This is a § 1983 case where I dismissed Plaintiffs' complaint as frivolous and entirely without merit. (Doc. 49); Bojicic v. DeWine, 569 F.Supp.3d 669, 676 (N.D. Ohio 2021), aff'd, 2022 WL 3585636 (6th Cir. Aug. 22 2022), cert. denied, 143 S.Ct. 735 (2023).

Pending are Defendants Eric Zgodzinski, David Covell, Joseph Mazzola Kirkland Norris, Peter Schade, Kate Siefert, and Donna Skoda's[1] (Defendants) Motions for Sanctions under 28 U.S.C. § 1927 and the inherent authority of the courts. (Docs. 53, 54). Also pending is my own sua sponte order directing Respondent Plaintiffs' counsel, Robert Gargasz and Thomas Renz (Respondents), to show cause why I should not impose sanctions under Federal Rule of Civil Procedure 11 § 1927, and my inherent power. (Doc. 61). Plaintiffs themselves are not parties to this sanctions proceeding; it concerns only the Respondent attorneys.

Procedural Background

Following dismissal, Plaintiffs filed their notice of appeal on November 22, 2021. (Doc. 51). A week later, Defendants moved for sanctions. (Docs. 53, 54). On March 7, 2022, I issued my own sua sponte order directing Respondents to show cause why I should not impose sanctions under Rule 11, § 1927, and my inherent power. (Doc. 61).[2]

I held a status conference on the various sanctions vehicles and scheduled an evidentiary hearing for July 11, 2022, to give Respondents a full opportunity to be heard and present any information they saw fit. (See Minute Order, Mar 21, 2022).

After that hearing, Respondents filed an “Objection to [the] March 21 Court Order

Imposing Burden of Proof on [Respondents] at Sanctions Hearing.” (Doc. 66). I overruled the objection (Doc. 77). I explained the purpose of my March 7, 2021 show cause order-that I had already found a prima facie cause for sanctioning Respondents. The evidentiary hearing, as I discussed, was thus Respondents' “opportunity to ‘persuade' [me] that sanctions are not warranted.” (Id., pgID 915 (quoting Cook v. Am. S.S. Co., 134 F.3d 771, 776 (6th Cir. 1998))).

On July 8, 2022, Respondents moved for, and I granted, a continuance of the evidentiary hearing to allow them time to recruit outside counsel to defend the sanctions proceeding. (Doc. 82; Minute Order, July 8, 2022).

On August 22, 2022, the Sixth Circuit affirmed my dismissal order. Bojicic v. DeWine, 2022 WL 3585636 (6th Cir. Aug. 22, 2022). Around this time, Respondents secured new counsel, and I reset the evidentiary hearing on sanctions to February 13, 2023. (See Minute Order, Oct. 12, 2022).
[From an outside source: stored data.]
//! Auth-File Password Obfuscation
//!
//! The scramble the iRODS reference clients apply to `~/.irods/.irodsA`.
//! It is obfuscation, not encryption: the key is the low bits of the user id
//! and one of a fixed table of sequences. The on-disk layout is
//!
//! ```text
//! '.'  h h h h h  s  p p p ...
//!      |         |  └─ scrambled password
//!      |         └─ sequence index, 'e' + n (not scrambled)
//!      └─ scrambled 5-digit timestamp (mtime & 0xffff)
//! ```
//!
//! The scramble offset advances by 3 bits per character across the header
//! and the password, so the password always starts at bit shift 15.

use thiserror::Error;

/// Offset patterns, selected by the sequence index
const SEQUENCES: [u32; 16] = [
    0xd768b678, 0xedfdaf56, 0x2420231b, 0x987098d8, 0xc1bdfeee, 0xf572341f, 0x478def3a, 0xa830d343,
    0x774dfa2a, 0x6720731e, 0x346fa320, 0x6ffdf43a, 0x7723a320, 0xdf67d02e, 0x86ad240a, 0xe76d342e,
];

/// Characters that get rotated; everything else passes through
const WHEEL: &[u8; 77] =
    b"0123456789ABCDEFGHIJKLMNOPQRSTUVWXYZabcdefghijklmnopqrstuvwxyz!\"#$%&'()*+,-./";

const UID_MASK: u32 = 0xf5f;
const HEADER_LEN: usize = 5;
const PAYLOAD_START: usize = HEADER_LEN + 2;
const PAYLOAD_SHIFT: u32 = 15;

/// Auth-file decoding failures
#[derive(Error, Debug, Clone, PartialEq, Eq)]
pub enum ObfuscationError {
    /// Fewer characters than the fixed header
    #[error("obfuscated secret too short ({0} characters)")]
    TooShort(usize),

    /// Sequence indicator outside the table
    #[error("invalid sequence indicator {0:?}")]
    InvalidSequence(char),
}

/// Scramble `password` the way the reference client writes `.irodsA`
///
/// `uid` salts the offsets; `mtime` (seconds since the epoch) picks the
/// sequence and fills the header.
pub fn encode(password: &str, uid: u32, mtime: i64) -> String {
    let seq_index = (mtime & 0xf) as usize;
    let seq = SEQUENCES[seq_index];
    let header = format!("{:05}", mtime & 0xffff);

    let mut out = String::with_capacity(PAYLOAD_START + password.len());
    out.push('.');

    let mut shift = 0;
    for c in header.chars() {
        out.push(rotate(c, offset(seq, shift, uid), true));
        shift = advance(shift);
    }

    out.push(char::from(b'e' + seq_index as u8));

    for c in password.chars() {
        out.push(rotate(c, offset(seq, shift, uid), true));
        shift = advance(shift);
    }

    out
}

/// Recover the password from an obfuscated auth-file string
pub fn decode(obfuscated: &str, uid: u32) -> Result<String, ObfuscationError> {
    let chars: Vec<char> = obfuscated.chars().collect();
    if chars.len() < PAYLOAD_START {
        return Err(ObfuscationError::TooShort(chars.len()));
    }

    let indicator = chars[PAYLOAD_START - 1];
    let seq = (indicator as u32)
        .checked_sub(u32::from(b'e'))
        .and_then(|i| SEQUENCES.get(i as usize))
        .copied()
        .ok_or(ObfuscationError::InvalidSequence(indicator))?;

    let mut shift = PAYLOAD_SHIFT;
    let mut decoded = String::with_capacity(chars.len() - PAYLOAD_START);
    for &c in chars[PAYLOAD_START..].iter().take_while(|&&c| c != '\0') {
        decoded.push(rotate(c, offset(seq, shift, uid), false));
        shift = advance(shift);
    }

    Ok(decoded)
}

fn offset(seq: u32, shift: u32, uid: u32) -> usize {
    (((seq >> shift) & 0x1f) + (uid & UID_MASK)) as usize
}

fn advance(shift: u32) -> u32 {
    match shift + 3 {
        s if s > 28 => 0,
        s => s,
    }
}

fn rotate(c: char, offset: usize, forward: bool) -> char {
    let Some(index) = u8::try_from(c)
        .ok()
        .and_then(|b| WHEEL.iter().position(|&w| w == b))
    else {
        return c;
    };

    let len = WHEEL.len();
    let offset = offset % len;
    let target = if forward {
        (index + offset) % len
    } else {
        (index + len - offset) % len
    };
    char::from(WHEEL[target])
}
Plaintiffs petitioned the Supreme Court for a writ of certiorari on November 21, 2022. (See Doc. 96). Six weeks later, on January 4, 2023, Plaintiffs moved for, and I granted, a stay of the sanctions proceeding pending resolution of their petition. (Doc. 100; Minute Order, Jan. 9, 2023). The Supreme Court denied the certiorari petition on January 18, 2023. Bojicic v. DeWine, 143 S.Ct. 735 (2023). Upon that denial, I reset the evidentiary hearing yet again for May 1, 2023. (See Minute Order, Mar. 28, 2023).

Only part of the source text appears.